Under pressure from neighbors

On 5 June 2017, Saudi Arabia, the UAE, Bahrain and Egypt cut their diplomatic relations with Qatar, accus­ing Doha of supporting Islamist groups and terrorism, a charge Qatar denies. In addition, the states announced the suspension of air, sea and land transport and travel with Qatar. And, with the exception of Egypt, Qatari citizens are required to return home within two weeks. These restrictions, especially the fact that Qatar's land border with Saudi Arabia – its only land crossing – will be suspended, are more severe than those during a previous eight-month dispute in 2014, when Saudi Arabia, the UAE and Bahrain withdrew their ambassadors from Doha over similar accusations. At that time, trade and travel links were maintained.

In the near term, a military conflict appears unlikely, but a further escalation of economic measures, including actions against Qatari banks (reportedly Saudi and UAE banks have already delayed businesses with them), sanctions or a full-blown embargo, is possible if Qatar does not comply more earnestly with a 2014 agreement which requires it to act seriously against Islamist extremism. Also, Gulf media have aired rumors on a potential future coup against the head of state, Emir Sheikh Tamim bin Hamad Al Thani.

Economic impact

With an estimated USD335bn of assets in its sovereign wealth fund, the Qatar Investment Authority (QIA), Qatar looks able to avoid an immediate economic crisis. And exports of natural gas and oil, accounting for almost 85% of Qatar’s exports, should broadly continue though the UAE’s ban on Qatari-linked vessels from its waters may complicate shipments somewhat.

But parts of the economy could suffer seriously if the dispute drags on for months, notably the (food) retail, construction and transportation sectors may be affected. The suspension of Qatar's land border with Saudi Arabia will affect the imports of food (of which an estimated 40% come via this route) and construction materials (needed especially for the projects related to the FIFA World Cup 2022). Air transport will face higher costs as Qatari airlines are forced to make long detours. And companies servicing Gulf states from Qatar are likely to find it increasingly difficult to operate. Overall, this will also have some impact on the macroeconomic outlook.

GDP growth will remain modest

As a result of persistently lower oil prices since mid-2014, real GDP growth fell already to +2.2% in 2016, the lowest annual increase since 1994, and compared to an average +12.2% in 2006-2015. Against the background of the increased political uncertainty, we have revised down our 2017 GDP growth forecast by -1pp to +1.8%. The expected slowdown reflects reduced regional trade, weakened corporate profitability as regional demand is cut off, lower investment and higher inflation. Assuming that regional relations will normalize by the end of this year, growth should recover to around +3% in 2018.

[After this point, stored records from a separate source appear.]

// SPDX-License-Identifier: BUSL-1.1
// Copyright (c) 2026 Alfred Jean LLC

use super::*;
use crate::spec::HookOutcome;
use async_trait::async_trait;
use rcp_adapters::MockStepData;
use rcp_core::{Arg, RecipeError, Step, StepStatus};
use rcp_engine::{RecipeOutcome, RecipeRuntime};
use rcp_runbook::DepsEntry;

struct HelloRecipe;

#[async_trait]
impl Recipe for HelloRecipe {
    fn name(&self) -> &str {
        "hello"
    }

    fn deps(&self) -> Vec<DepsEntry> {
        vec![]
    }

    async fn run(&self, rt: &RecipeRuntime) -> Result<RecipeOutcome, RecipeError> {
        let step = Step::new("say hello", vec![Arg::Literal("echo".into()), Arg::Literal("hi".into())]);
        rt.engine.run_step(step, &rt.ctx, None).await?;
        Ok(RecipeOutcome::success())
    }
}

#[tokio::test]
async fn missing_expectation_file_is_reported_not_a_panic() {
    let dir = tempfile::tempdir().unwrap();
    let path = dir.path().join("hello.expected.json");

    let spec = TestSpec::new("hello_case").with_mock_step("say hello", MockStepData::success());
    let outcome = run_test(&HelloRecipe, &ModuleRegistry::new(), &spec, Some(&path), false).await;

    assert_eq!(outcome.final_status, StepStatus::Success);
    assert!(!outcome.passed());
    assert!(outcome.expectation_diff.unwrap().contains("--train"));
}

#[tokio::test]
async fn training_then_rerunning_produces_a_clean_pass() {
    let dir = tempfile::tempdir().unwrap();
    let path = dir.path().join("hello.expected.json");

    let spec = TestSpec::new("hello_case").with_mock_step("say hello", MockStepData::success());
    let trained = run_test(&HelloRecipe, &ModuleRegistry::new(), &spec, Some(&path), true).await;
    assert!(trained.trained);

    let rerun = run_test(&HelloRecipe, &ModuleRegistry::new(), &spec, Some(&path), false).await;
    assert!(rerun.passed());
}

#[tokio::test]
async fn changed_behavior_after_training_produces_a_diff() {
    let dir = tempfile::tempdir().unwrap();
    let path = dir.path().join("hello.expected.json");

    let spec = TestSpec::new("hello_case").with_mock_step("say hello", MockStepData::success());
    run_test(&HelloRecipe, &ModuleRegistry::new(), &spec, Some(&path), true).await;

    let changed_spec = TestSpec::new("hello_case").with_mock_step("say hello", MockStepData::with_retcode(1));
    let outcome = run_test(&HelloRecipe, &ModuleRegistry::new(), &changed_spec, Some(&path), false).await;
    assert!(!outcome.passed());
    assert!(outcome.expectation_diff.is_some());
}

#[tokio::test]
async fn post_process_hook_failure_is_surfaced_as_check_failure() {
    let dir = tempfile::tempdir().unwrap();
    let path = dir.path().join("hello.expected.json");

    let spec = TestSpec::new("hello_case")
        .with_mock_step("say hello", MockStepData::success())
        .with_post_process(|ctx, steps| {
            crate::check_fn!(ctx, steps.contains_key("does not exist"));
            HookOutcome::Continue
        });

    let outcome = run_test(&HelloRecipe, &ModuleRegistry::new(), &spec, Some(&path), true).await;
    assert!(!outcome.passed());
    assert_eq!(outcome.check_failures.len(), 1);
}

#[tokio::test]
async fn dropped_expectation_skips_golden_comparison() {
    let dir = tempfile::tempdir().unwrap();
    let path = dir.path().join("hello.expected.json");

    let spec = TestSpec::new("hello_case")
        .with_mock_step("say hello", MockStepData::success())
        .with_post_process(|_ctx, _steps| HookOutcome::DropExpectation);

    let outcome = run_test(&HelloRecipe, &ModuleRegistry::new(), &spec, Some(&path), false).await;
    assert!(outcome.passed());
    assert!(!path.exists());
}

#[tokio::test]
async fn no_expectation_path_never_touches_disk() {
    let spec = TestSpec::new("hello_case").with_mock_step("say hello", MockStepData::success());
    let outcome = run_test(&HelloRecipe, &ModuleRegistry::new(), &spec, None, false).await;
    assert!(outcome.passed());
}

#[test]
fn filter_by_name_selects_matching_names() {
    let names = vec!["hello_case", "goodbye_case", "hello_failure"];
    let selected = filter_by_name(&names, "^hello");
    assert_eq!(selected, vec!["hello_case", "hello_failure"]);
}

#[test]
fn filter_by_name_with_invalid_pattern_matches_nothing() {
    let names = vec!["hello_case"];
    let selected = filter_by_name(&names, "(unclosed");
    assert!(selected.is_empty());
}
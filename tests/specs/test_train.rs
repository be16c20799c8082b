//! §8 round-trip law: training then running a simulation test yields no
//! expectation diff.

use crate::prelude::rcp_in;
use tempfile::tempdir;

#[test]
fn train_then_run_all_built_in_specs_is_clean() {
    let dir = tempdir().unwrap();

    let trained = rcp_in(dir.path()).args(["test", "train"]).assert().success();
    let trained_out = String::from_utf8_lossy(&trained.get_output().stdout).to_string();
    assert!(trained_out.contains("trained hello::basic"), "{trained_out}");

    let run = rcp_in(dir.path()).args(["test", "run"]).assert().success();
    let run_out = String::from_utf8_lossy(&run.get_output().stdout).to_string();
    assert!(!run_out.contains("FAILED"), "{run_out}");
    assert!(run_out.ends_with("0 failed\n") || run_out.contains(" run, 0 failed"), "{run_out}");
}

#[test]
fn filter_narrows_to_matching_specs_only() {
    let dir = tempdir().unwrap();
    rcp_in(dir.path()).args(["test", "train", "--filter", "^hello::"]).assert().success();
    let assert = rcp_in(dir.path())
        .args(["test", "run", "--filter", "^hello::"])
        .assert()
        .success();
    let stdout = String::from_utf8_lossy(&assert.get_output().stdout).to_string();
    assert!(stdout.contains("1 run, 0 failed"), "{stdout}");
}
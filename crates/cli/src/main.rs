// SPDX-License-Identifier: BUSL-1.1
// Copyright (c) 2026 Alfred Jean LLC

//! rcp - recipe execution engine CLI (§6).

mod commands;
mod registry;

use anyhow::Result;
use clap::{Parser, Subcommand};

use commands::{analyze, autoroll, bundle, doc, fetch, lint, manual_roll, run, test_cmd};

#[derive(Parser)]
#[command(name = "rcp", version, about = "Recipe execution engine")]
struct Cli {
    #[command(subcommand)]
    command: Commands,
}

#[derive(Subcommand)]
enum Commands {
    /// Run a recipe to completion (§6 `run`).
    Run(run::RunArgs),
    /// Run or train simulation specs (§6 `test run` / `test train`).
    Test(test_cmd::TestArgs),
    /// Resolve a repo's manifest and dependency closure (§6 `fetch`).
    Fetch(fetch::FetchArgs),
    /// Package a repo's resolved closure for distribution (§6 `bundle`).
    Bundle(bundle::BundleArgs),
    /// Regenerate a recipe's README from its DEPS (§6 `doc`).
    Doc(doc::DocArgs),
    /// Check a repo's recipes/modules against static rules (§6 `lint`).
    Lint(lint::LintArgs),
    /// Report module reachability/statistics for a repo (§6 `analyze`).
    Analyze(analyze::AnalyzeArgs),
    /// Pin one dependency to a specific revision by hand (§6 `manual_roll`).
    ManualRoll(manual_roll::ManualRollArgs),
    /// Bump every dependency to its latest revision (§6 `autoroll`).
    Autoroll(autoroll::AutorollArgs),
}

#[tokio::main]
async fn main() {
    install_tracing();
    if let Err(e) = run_dispatch().await {
        eprintln!("Error: {e:#}");
        std::process::exit(1);
    }
}

fn install_tracing() {
    use tracing_subscriber::{fmt, prelude::*, EnvFilter};

    let filter = EnvFilter::try_from_default_env().unwrap_or_else(|_| EnvFilter::new("warn"));
    let _ = tracing_subscriber::registry()
        .with(filter)
        .with(fmt::layer().with_writer(std::io::stderr))
        .try_init();
}

async fn run_dispatch() -> Result<()> {
    let cli = Cli::parse();
    match cli.command {
        Commands::Run(args) => run::handle(args).await,
        Commands::Test(args) => test_cmd::handle(args).await,
        Commands::Fetch(args) => fetch::handle(args).await,
        Commands::Bundle(args) => bundle::handle(args).await,
        Commands::Doc(args) => doc::handle(args).await,
        Commands::Lint(args) => lint::handle(args).await,
        Commands::Analyze(args) => analyze::handle(args).await,
        Commands::ManualRoll(args) => manual_roll::handle(args).await,
        Commands::Autoroll(args) => autoroll::handle(args).await,
    }
}
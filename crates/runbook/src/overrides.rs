// SPDX-License-Identifier: BUSL-1.1
// Copyright (c) 2026 Alfred Jean LLC

//! Local path overrides for repo dependencies (§4.5 "Override",
//! §10.5 CLI `-O repo=path`).

use std::collections::HashMap;
use std::path::PathBuf;

/// Rebinds a `repo_name` to an absolute local path, bypassing repo-level
/// pinning. Overrides compose: each `-O` flag adds one entry, later flags
/// for the same repo win.
#[derive(Debug, Clone, Default)]
pub struct Overrides {
    paths: HashMap<String, PathBuf>,
}

impl Overrides {
    pub fn new() -> Self {
        Self::default()
    }

    /// Parse one `-O name=/local/path` flag value.
    pub fn parse_flag(raw: &str) -> Result<(String, PathBuf), String> {
        let (name, path) = raw
            .split_once('=')
            .ok_or_else(|| format!("invalid override `{raw}`, expected `name=path`"))?;
        if name.is_empty() {
            return Err(format!("invalid override `{raw}`, repo name is empty"));
        }
        Ok((name.to_string(), PathBuf::from(path)))
    }

    pub fn add(&mut self, name: impl Into<String>, path: impl Into<PathBuf>) {
        self.paths.insert(name.into(), path.into());
    }

    pub fn add_flag(&mut self, raw: &str) -> Result<(), String> {
        let (name, path) = Self::parse_flag(raw)?;
        self.add(name, path);
        Ok(())
    }

    /// The local path override for `repo_name`, if any.
    pub fn resolve(&self, repo_name: &str) -> Option<&PathBuf> {
        self.paths.get(repo_name)
    }

    pub fn is_empty(&self) -> bool {
        self.paths.is_empty()
    }
}

#[cfg(test)]
#[path = "overrides_tests.rs"]
mod tests;
// SPDX-License-Identifier: BUSL-1.1
// Copyright (c) 2026 Alfred Jean LLC

//! ID generation abstractions.

use std::sync::atomic::{AtomicU64, Ordering};
use std::sync::Arc;

/// Define a newtype ID wrapper around `String`.
///
/// Generates `new()`, `as_str()`, `Display`, `From<String>`, `From<&str>`,
/// `PartialEq<str>`/`PartialEq<&str>`, and `Borrow<str>` impls.
#[macro_export]
macro_rules! define_id {
    (
        $(#[$meta:meta])*
        pub struct $name:ident;
    ) => {
        $(#[$meta])*
        #[derive(Debug, Clone, PartialEq, Eq, Hash, serde::Serialize, serde::Deserialize)]
        pub struct $name(pub String);

        impl $name {
            pub fn new(id: impl Into<String>) -> Self {
                Self(id.into())
            }

            pub fn as_str(&self) -> &str {
                &self.0
            }
        }

        impl std::fmt::Display for $name {
            fn fmt(&self, f: &mut std::fmt::Formatter<'_>) -> std::fmt::Result {
                write!(f, "{}", self.0)
            }
        }

        impl From<String> for $name {
            fn from(s: String) -> Self {
                Self(s)
            }
        }

        impl From<&str> for $name {
            fn from(s: &str) -> Self {
                Self(s.to_string())
            }
        }

        impl PartialEq<str> for $name {
            fn eq(&self, other: &str) -> bool {
                self.0 == other
            }
        }

        impl PartialEq<&str> for $name {
            fn eq(&self, other: &&str) -> bool {
                self.0 == *other
            }
        }

        impl std::borrow::Borrow<str> for $name {
            fn borrow(&self) -> &str {
                &self.0
            }
        }
    };
}

/// Generates unique identifiers for build/invocation-scoped entities.
pub trait IdGen: Clone + Send + Sync {
    fn next(&self) -> String;
}

/// UUID-based generator for production use (build IDs, temp-file suffixes).
#[derive(Clone, Default)]
pub struct UuidIdGen;

impl IdGen for UuidIdGen {
    fn next(&self) -> String {
        uuid::Uuid::new_v4().to_string()
    }
}

/// Sequential generator for deterministic simulation runs.
#[derive(Clone)]
pub struct SequentialIdGen {
    prefix: String,
    counter: Arc<AtomicU64>,
}

impl SequentialIdGen {
    pub fn new(prefix: impl Into<String>) -> Self {
        Self {
            prefix: prefix.into(),
            counter: Arc::new(AtomicU64::new(1)),
        }
    }
}

impl Default for SequentialIdGen {
    fn default() -> Self {
        Self::new("id")
    }
}

impl IdGen for SequentialIdGen {
    fn next(&self) -> String {
        let n = self.counter.fetch_add(1, Ordering::SeqCst);
        format!("{}-{}", self.prefix, n)
    }
}

#[cfg(test)]
#[path = "id_tests.rs"]
mod tests;
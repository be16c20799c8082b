// SPDX-License-Identifier: BUSL-1.1
// Copyright (c) 2026 Alfred Jean LLC

//! Human-readable duration formatting for CLI/log output.

use std::time::Duration;

/// Format a duration as `1h2m3s`-style elapsed text, dropping leading
/// zero-valued units.
pub fn format_elapsed(d: Duration) -> String {
    let total_secs = d.as_secs();
    let hours = total_secs / 3600;
    let mins = (total_secs % 3600) / 60;
    let secs = total_secs % 60;

    if hours > 0 {
        format!("{hours}h{mins}m{secs}s")
    } else if mins > 0 {
        format!("{mins}m{secs}s")
    } else {
        format!("{secs}s")
    }
}

/// Format a duration with millisecond precision for sub-second steps.
pub fn format_elapsed_ms(d: Duration) -> String {
    if d.as_secs() > 0 {
        format_elapsed(d)
    } else {
        format!("{}ms", d.as_millis())
    }
}

#[cfg(test)]
#[path = "time_fmt_tests.rs"]
mod tests;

Inflation is set to rise but the exchange rate peg should hold

Inflation is forecast to rise from 0.9% y/y in March 2017 to about 3.5% y/y by the end of the year (against our pre-crisis forecast of 2.5% y/y) as a result of higher food prices and construction costs.

The riyal (QAR) is pegged at 3.64 to the USD. We expect the peg to hold as the Central Bank has large foreign exchange (FX) reserves (about USD33bn at end-March 2017) to support the currency.

Public finances to remain solid

After 16 years of continued large surpluses, persistent low oil and gas prices since mid-2014 pushed the fiscal account into a deficit in 2016, estimated at -4.5% of GDP. We expect a similar deficit in 2017 and a reduction to -2.5% in 2018. Public debt rose from 32% of GDP in 2014 to 48% in 2016 (around USD75bn) and is forecast to increase to about 52% at end-2018.

However, Qatar will remain a large net external creditor thanks to the huge foreign-asset position in the QIA (currently estimated at USD335bn).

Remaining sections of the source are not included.